<<<<
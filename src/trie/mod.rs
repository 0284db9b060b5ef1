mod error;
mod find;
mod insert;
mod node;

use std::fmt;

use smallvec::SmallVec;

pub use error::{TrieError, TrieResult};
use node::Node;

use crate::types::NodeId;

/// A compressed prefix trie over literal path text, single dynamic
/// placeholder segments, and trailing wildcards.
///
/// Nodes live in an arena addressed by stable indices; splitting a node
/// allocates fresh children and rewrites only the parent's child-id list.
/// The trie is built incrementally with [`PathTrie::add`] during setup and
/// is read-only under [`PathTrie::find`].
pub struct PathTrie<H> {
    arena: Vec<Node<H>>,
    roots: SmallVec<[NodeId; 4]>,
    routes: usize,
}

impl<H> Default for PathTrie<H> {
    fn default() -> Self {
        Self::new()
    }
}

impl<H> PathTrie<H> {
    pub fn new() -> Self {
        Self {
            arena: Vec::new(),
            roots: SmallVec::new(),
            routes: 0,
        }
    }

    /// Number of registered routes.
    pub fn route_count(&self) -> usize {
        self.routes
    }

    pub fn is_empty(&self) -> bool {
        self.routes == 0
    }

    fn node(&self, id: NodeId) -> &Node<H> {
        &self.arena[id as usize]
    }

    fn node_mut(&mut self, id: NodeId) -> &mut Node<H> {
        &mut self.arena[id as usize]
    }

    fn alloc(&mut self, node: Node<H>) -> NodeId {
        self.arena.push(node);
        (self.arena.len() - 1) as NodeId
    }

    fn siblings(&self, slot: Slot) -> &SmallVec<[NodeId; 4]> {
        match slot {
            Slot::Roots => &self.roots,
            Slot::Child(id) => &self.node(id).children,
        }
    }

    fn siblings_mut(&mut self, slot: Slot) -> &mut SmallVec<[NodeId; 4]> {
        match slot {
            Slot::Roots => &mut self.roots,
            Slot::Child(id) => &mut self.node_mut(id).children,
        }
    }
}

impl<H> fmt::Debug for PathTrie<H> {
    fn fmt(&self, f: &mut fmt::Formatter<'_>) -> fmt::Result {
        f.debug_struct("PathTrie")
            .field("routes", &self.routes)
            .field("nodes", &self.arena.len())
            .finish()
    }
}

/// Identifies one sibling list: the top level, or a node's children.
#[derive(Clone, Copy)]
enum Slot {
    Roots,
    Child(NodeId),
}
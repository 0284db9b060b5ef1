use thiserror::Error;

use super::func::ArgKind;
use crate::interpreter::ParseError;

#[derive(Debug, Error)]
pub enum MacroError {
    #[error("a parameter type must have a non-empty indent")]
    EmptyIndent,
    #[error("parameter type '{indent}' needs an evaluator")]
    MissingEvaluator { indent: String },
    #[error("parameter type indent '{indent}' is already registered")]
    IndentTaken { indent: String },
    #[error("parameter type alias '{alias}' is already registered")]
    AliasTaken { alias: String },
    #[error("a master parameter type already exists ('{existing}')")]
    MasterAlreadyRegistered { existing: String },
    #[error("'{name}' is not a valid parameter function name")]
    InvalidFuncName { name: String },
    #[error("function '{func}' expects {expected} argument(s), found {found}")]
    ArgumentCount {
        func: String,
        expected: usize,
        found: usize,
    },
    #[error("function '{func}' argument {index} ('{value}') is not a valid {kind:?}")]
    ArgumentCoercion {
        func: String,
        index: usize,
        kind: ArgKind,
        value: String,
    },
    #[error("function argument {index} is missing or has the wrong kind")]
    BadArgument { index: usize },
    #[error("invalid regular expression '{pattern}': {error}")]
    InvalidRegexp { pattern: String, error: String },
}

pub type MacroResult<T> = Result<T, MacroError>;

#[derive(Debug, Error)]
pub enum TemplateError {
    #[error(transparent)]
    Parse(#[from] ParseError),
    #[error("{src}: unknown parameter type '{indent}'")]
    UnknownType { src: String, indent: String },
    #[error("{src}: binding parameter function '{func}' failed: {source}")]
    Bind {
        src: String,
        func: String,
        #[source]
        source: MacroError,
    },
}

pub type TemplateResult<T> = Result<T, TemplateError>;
>>>>
__YOUR INSTRUCTIONS__:
Go through the data, and copy each line in which the word "arena" appears.

__ANSWER FOR THE TASK__:
/// Nodes live in an arena addressed by stable indices; splitting a node
    arena: Vec<Node<H>>,
            arena: Vec::new(),
        &self.arena[id as usize]
        &mut self.arena[id as usize]
        self.arena.push(node);
        (self.arena.len() - 1) as NodeId
            .field("nodes", &self.arena.len())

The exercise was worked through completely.